Saved entries:
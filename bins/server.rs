use dotenvy::dotenv;
use tracing::{error, info};
use uuid::Uuid;

fn init_logging() {
    // load .env first so RUST_LOG and LOG_FORMAT take effect
    dotenv().ok();
    common::utils::logging::init_logging_from_env();
    info!(service = "student-registry", event = "logger_init", "tracing subscriber initialized");
}

fn main() -> std::process::ExitCode {
    init_logging();

    let service_id = Uuid::new_v4();
    let pid = std::process::id();
    let version = env!("CARGO_PKG_VERSION");

    std::panic::set_hook(Box::new({
        let service_id = service_id;
        move |info| {
            error!(
                service = "student-registry",
                event = "panic",
                %service_id,
                pid,
                message = %info,
                "unhandled panic occurred"
            );
        }
    }));

    // config.toml first, then TOKIO_WORKER_THREADS
    let worker_threads = match configs::AppConfig::load_and_validate() {
        Ok(cfg) => cfg.server.worker_threads,
        Err(_) => std::env::var("TOKIO_WORKER_THREADS").ok().and_then(|v| v.parse::<usize>().ok()),
    };

    let mut builder = tokio::runtime::Builder::new_multi_thread();
    builder.enable_all();
    if let Some(w) = worker_threads { builder.worker_threads(w); }

    let rt = match builder.build() {
        Ok(rt) => rt,
        Err(e) => {
            error!(service = "student-registry", event = "runtime_build_failed", error = %e, "failed to build tokio runtime");
            return std::process::ExitCode::FAILURE;
        }
    };

    info!(
        service = "student-registry",
        event = "start",
        %service_id,
        pid,
        version,
        threads = worker_threads.unwrap_or_default(),
        "student registry starting"
    );

    // server::run drains in-flight requests on Ctrl+C / SIGTERM before returning
    rt.block_on(async move {
        match server::run().await {
            Ok(()) => {
                info!(service = "student-registry", event = "stop", %service_id, pid, "server stopped normally");
                std::process::ExitCode::SUCCESS
            }
            Err(e) => {
                error!(service = "student-registry", event = "run_failed", error = %e, "server::run returned error");
                std::process::ExitCode::FAILURE
            }
        }
    })
}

• ACTIVITY: All of the data above must be retyped exactly.

• WRITTEN SOLUTION:
filename bins/server.rs
use dotenvy::dotenv;
use tracing::{error, info};
use uuid::Uuid;

fn init_logging() {
    // load .env first so RUST_LOG and LOG_FORMAT take effect
    dotenv().ok();
    common::utils::logging::init_logging_from_env();
    info!(service = "student-registry", event = "logger_init", "tracing subscriber initialized");
}

fn main() -> std::process::ExitCode {
    init_logging();

    let service_id = Uuid::new_v4();
    let pid = std::process::id();
    let version = env!("CARGO_PKG_VERSION");

    std::panic::set_hook(Box::new({
        let service_id = service_id;
        move |info| {
            error!(
                service = "student-registry",
                event = "panic",
                %service_id,
                pid,
                message = %info,
                "unhandled panic occurred"
            );
        }
    }));

    // config.toml first, then TOKIO_WORKER_THREADS
    let worker_threads = match configs::AppConfig::load_and_validate() {
        Ok(cfg) => cfg.server.worker_threads,
        Err(_) => std::env::var("TOKIO_WORKER_THREADS").ok().and_then(|v| v.parse::<usize>().ok()),
    };

    let mut builder = tokio::runtime::Builder::new_multi_thread();
    builder.enable_all();
    if let Some(w) = worker_threads { builder.worker_threads(w); }

    let rt = match builder.build() {
        Ok(rt) => rt,
        Err(e) => {
            error!(service = "student-registry", event = "runtime_build_failed", error = %e, "failed to build tokio runtime");
            return std::process::ExitCode::FAILURE;
        }
    };

    info!(
        service = "student-registry",
        event = "start",
        %service_id,
        pid,
        version,
        threads = worker_threads.unwrap_or_default(),
        "student registry starting"
    );

    // server::run drains in-flight requests on Ctrl+C / SIGTERM before returning
    rt.block_on(async move {
        match server::run().await {
            Ok(()) => {
                info!(service = "student-registry", event = "stop", %service_id, pid, "server stopped normally");
                std::process::ExitCode::SUCCESS
            }
            Err(e) => {
                error!(service = "student-registry", event = "run_failed", error = %e, "server::run returned error");
                std::process::ExitCode::FAILURE
            }
        }
    })
}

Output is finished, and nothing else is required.